(Records shown)
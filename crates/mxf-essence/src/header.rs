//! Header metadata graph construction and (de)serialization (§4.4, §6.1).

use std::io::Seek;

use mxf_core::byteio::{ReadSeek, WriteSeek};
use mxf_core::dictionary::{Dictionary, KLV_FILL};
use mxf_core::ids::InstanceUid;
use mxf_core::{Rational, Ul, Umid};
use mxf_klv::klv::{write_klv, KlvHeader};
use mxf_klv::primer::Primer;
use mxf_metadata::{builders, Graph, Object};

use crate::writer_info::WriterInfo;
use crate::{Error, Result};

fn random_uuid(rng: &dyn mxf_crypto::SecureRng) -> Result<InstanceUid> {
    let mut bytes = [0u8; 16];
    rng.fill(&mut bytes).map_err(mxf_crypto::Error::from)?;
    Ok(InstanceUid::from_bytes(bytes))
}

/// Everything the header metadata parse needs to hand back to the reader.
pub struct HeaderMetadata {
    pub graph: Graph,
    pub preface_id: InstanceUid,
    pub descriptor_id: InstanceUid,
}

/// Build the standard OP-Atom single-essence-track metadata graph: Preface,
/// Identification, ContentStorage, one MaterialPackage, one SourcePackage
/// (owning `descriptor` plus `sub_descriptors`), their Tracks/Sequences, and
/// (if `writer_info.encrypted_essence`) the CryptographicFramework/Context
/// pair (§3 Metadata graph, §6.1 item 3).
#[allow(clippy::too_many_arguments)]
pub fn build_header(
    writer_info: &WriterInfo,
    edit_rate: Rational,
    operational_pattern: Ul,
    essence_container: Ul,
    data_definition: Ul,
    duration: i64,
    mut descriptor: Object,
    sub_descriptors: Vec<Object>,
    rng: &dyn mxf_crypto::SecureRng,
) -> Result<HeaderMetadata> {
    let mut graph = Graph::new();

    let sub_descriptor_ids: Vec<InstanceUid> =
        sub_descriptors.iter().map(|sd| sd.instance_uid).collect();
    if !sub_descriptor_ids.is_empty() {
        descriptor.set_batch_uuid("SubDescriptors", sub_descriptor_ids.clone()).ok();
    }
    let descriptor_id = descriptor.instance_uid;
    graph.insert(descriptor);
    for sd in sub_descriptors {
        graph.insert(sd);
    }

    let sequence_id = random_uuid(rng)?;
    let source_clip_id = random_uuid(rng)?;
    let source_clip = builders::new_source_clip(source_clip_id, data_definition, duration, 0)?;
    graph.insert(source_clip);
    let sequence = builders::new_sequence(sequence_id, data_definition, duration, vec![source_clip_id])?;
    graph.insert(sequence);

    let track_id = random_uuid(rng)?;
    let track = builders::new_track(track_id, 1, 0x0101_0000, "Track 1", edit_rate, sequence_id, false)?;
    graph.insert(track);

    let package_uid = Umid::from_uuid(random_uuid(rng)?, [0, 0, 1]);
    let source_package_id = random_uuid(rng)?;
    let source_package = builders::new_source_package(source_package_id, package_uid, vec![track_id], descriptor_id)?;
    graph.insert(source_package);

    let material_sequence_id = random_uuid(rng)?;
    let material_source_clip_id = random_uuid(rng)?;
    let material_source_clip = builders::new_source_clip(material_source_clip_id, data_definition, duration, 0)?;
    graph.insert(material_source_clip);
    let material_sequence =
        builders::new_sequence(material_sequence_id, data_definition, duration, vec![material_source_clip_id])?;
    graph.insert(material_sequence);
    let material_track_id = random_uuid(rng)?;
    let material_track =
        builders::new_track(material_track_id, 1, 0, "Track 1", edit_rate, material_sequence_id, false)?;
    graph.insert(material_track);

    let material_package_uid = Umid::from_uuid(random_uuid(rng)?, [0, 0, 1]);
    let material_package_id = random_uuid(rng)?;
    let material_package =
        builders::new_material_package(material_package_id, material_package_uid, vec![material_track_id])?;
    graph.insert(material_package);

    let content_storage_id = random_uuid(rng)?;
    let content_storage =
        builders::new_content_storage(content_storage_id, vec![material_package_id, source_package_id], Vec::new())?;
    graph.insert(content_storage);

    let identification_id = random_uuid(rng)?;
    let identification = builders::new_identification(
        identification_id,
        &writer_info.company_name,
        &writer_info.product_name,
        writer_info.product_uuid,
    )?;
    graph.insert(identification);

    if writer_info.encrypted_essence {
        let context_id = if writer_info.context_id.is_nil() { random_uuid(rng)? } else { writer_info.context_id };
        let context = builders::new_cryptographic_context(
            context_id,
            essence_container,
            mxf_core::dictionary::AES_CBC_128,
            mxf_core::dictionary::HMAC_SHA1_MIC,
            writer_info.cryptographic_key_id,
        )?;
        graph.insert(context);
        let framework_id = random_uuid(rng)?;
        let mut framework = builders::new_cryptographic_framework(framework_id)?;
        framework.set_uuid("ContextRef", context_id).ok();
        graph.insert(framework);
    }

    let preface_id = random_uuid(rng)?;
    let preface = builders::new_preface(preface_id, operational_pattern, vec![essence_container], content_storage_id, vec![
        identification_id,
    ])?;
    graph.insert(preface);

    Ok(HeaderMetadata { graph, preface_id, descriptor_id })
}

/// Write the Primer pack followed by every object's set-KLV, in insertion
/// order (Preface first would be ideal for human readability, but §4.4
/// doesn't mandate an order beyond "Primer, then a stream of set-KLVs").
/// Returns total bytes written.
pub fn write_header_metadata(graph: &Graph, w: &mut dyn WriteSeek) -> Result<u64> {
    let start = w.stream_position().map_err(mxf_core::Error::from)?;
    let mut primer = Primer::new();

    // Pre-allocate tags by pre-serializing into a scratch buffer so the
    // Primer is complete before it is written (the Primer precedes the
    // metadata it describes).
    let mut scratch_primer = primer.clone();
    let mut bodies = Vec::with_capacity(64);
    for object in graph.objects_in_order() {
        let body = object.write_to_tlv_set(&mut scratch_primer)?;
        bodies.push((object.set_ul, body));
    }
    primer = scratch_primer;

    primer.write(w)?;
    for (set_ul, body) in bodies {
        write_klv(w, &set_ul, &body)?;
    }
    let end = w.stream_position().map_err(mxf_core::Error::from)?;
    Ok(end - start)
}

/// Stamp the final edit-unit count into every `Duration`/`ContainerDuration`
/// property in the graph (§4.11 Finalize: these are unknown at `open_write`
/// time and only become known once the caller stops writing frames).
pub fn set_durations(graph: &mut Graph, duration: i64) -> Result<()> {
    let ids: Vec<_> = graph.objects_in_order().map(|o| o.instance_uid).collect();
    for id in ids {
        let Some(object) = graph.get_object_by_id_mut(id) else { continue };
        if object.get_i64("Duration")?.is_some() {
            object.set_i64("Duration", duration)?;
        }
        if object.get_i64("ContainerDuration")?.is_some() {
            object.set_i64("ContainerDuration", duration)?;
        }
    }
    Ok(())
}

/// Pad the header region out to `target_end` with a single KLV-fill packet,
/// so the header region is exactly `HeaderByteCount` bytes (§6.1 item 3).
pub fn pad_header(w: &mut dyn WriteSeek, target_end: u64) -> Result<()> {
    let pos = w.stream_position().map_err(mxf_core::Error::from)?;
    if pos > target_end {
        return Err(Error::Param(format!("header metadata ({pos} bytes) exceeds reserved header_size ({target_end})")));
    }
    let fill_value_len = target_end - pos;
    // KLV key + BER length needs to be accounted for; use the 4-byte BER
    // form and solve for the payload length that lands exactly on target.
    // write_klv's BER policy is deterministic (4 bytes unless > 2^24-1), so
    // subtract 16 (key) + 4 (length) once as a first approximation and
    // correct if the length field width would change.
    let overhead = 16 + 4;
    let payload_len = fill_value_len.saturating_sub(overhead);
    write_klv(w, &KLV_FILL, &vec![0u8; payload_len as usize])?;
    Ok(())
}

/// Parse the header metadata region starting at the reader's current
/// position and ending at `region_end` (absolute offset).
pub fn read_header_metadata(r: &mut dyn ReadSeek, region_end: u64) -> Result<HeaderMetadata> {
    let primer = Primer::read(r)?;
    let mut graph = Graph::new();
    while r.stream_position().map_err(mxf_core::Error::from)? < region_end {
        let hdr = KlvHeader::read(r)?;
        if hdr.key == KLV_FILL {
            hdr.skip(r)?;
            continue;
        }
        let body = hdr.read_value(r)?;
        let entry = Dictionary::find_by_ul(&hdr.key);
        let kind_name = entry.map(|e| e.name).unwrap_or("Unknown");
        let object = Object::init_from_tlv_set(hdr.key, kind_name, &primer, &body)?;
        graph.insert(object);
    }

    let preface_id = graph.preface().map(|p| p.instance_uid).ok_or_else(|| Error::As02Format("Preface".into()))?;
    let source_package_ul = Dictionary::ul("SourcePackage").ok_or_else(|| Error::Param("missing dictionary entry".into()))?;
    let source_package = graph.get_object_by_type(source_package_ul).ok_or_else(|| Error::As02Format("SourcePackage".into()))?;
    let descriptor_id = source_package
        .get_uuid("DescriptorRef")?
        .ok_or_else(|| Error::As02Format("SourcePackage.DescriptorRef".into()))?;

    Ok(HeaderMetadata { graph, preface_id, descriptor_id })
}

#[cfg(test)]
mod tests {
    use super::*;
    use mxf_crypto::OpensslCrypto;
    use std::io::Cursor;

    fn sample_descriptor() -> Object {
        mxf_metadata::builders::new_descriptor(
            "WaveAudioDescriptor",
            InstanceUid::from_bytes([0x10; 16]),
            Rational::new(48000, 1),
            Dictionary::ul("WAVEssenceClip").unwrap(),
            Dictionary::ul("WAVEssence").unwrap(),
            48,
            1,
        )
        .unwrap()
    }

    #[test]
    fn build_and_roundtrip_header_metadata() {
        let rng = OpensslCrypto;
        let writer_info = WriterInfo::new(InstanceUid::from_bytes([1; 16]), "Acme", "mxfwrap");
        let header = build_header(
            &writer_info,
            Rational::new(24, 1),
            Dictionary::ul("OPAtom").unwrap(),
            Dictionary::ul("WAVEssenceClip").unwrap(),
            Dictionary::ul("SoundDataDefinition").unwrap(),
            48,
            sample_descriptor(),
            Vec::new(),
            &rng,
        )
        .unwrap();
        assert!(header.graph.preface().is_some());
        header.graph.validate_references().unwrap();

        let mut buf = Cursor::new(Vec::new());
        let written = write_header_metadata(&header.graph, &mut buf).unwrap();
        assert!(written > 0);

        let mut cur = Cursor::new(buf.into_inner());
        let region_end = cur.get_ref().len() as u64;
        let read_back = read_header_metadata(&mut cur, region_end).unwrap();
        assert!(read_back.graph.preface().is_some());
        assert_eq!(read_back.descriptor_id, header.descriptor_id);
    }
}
(End Records shown)
(Records shown)
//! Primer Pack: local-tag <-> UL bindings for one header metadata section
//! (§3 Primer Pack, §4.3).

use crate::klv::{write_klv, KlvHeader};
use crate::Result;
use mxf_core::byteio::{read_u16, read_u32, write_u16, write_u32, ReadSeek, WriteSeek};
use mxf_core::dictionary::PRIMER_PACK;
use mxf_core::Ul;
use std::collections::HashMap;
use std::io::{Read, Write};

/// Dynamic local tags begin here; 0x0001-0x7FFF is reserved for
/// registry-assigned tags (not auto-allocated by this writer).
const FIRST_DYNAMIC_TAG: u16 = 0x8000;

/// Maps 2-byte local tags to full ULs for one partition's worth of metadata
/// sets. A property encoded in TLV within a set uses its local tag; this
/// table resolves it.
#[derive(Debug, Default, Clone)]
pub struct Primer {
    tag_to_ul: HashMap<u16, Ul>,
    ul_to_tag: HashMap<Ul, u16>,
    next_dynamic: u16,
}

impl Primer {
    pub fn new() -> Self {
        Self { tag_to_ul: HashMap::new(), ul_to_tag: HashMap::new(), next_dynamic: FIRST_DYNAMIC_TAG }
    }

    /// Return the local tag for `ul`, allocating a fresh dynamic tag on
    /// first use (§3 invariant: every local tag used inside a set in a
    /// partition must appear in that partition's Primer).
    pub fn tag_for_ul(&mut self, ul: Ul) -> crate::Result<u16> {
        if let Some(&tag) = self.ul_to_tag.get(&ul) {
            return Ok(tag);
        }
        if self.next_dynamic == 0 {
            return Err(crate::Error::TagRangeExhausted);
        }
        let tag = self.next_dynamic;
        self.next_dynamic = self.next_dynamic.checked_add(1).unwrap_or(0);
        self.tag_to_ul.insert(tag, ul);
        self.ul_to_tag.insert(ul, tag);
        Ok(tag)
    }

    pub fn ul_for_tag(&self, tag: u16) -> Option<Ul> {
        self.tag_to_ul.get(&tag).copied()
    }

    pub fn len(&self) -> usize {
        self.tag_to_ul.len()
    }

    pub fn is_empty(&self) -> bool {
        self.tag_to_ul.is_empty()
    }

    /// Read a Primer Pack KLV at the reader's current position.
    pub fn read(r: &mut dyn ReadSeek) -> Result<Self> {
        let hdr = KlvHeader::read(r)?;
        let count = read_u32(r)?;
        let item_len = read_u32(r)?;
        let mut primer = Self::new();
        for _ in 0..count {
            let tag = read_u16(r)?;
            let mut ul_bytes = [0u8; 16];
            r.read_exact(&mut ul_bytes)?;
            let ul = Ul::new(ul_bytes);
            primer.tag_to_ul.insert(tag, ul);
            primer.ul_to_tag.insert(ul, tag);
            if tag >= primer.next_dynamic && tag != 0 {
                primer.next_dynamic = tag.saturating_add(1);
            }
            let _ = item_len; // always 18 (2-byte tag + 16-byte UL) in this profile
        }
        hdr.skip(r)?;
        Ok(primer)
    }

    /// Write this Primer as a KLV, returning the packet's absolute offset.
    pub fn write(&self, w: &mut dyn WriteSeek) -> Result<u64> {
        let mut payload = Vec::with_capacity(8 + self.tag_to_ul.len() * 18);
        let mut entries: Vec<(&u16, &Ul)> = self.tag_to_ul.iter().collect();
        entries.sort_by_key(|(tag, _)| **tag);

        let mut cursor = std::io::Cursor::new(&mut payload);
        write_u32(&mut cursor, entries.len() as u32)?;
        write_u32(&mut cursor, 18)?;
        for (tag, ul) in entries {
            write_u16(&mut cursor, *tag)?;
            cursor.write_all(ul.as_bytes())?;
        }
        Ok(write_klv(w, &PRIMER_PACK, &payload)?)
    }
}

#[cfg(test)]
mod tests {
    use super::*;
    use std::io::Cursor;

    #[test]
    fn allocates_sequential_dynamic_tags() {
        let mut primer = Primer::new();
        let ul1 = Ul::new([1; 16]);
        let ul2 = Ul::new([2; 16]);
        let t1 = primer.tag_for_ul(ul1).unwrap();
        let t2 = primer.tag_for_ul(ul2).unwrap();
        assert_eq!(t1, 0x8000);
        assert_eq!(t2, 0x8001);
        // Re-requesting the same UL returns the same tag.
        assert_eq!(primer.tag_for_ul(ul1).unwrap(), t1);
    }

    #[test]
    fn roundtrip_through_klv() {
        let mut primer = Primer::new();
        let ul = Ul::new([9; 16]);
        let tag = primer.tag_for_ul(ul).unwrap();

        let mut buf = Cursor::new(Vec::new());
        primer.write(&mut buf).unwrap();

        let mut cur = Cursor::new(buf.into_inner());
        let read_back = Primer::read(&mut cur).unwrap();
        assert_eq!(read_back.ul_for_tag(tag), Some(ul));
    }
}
(End Records shown)
What you need to do:
Sift the data above for lines with "Param", then copy each one.

Result for this task:
        return Err(Error::Param(format!("header metadata ({pos} bytes) exceeds reserved header_size ({target_end})")));
    let source_package_ul = Dictionary::ul("SourcePackage").ok_or_else(|| Error::Param("missing dictionary entry".into()))?;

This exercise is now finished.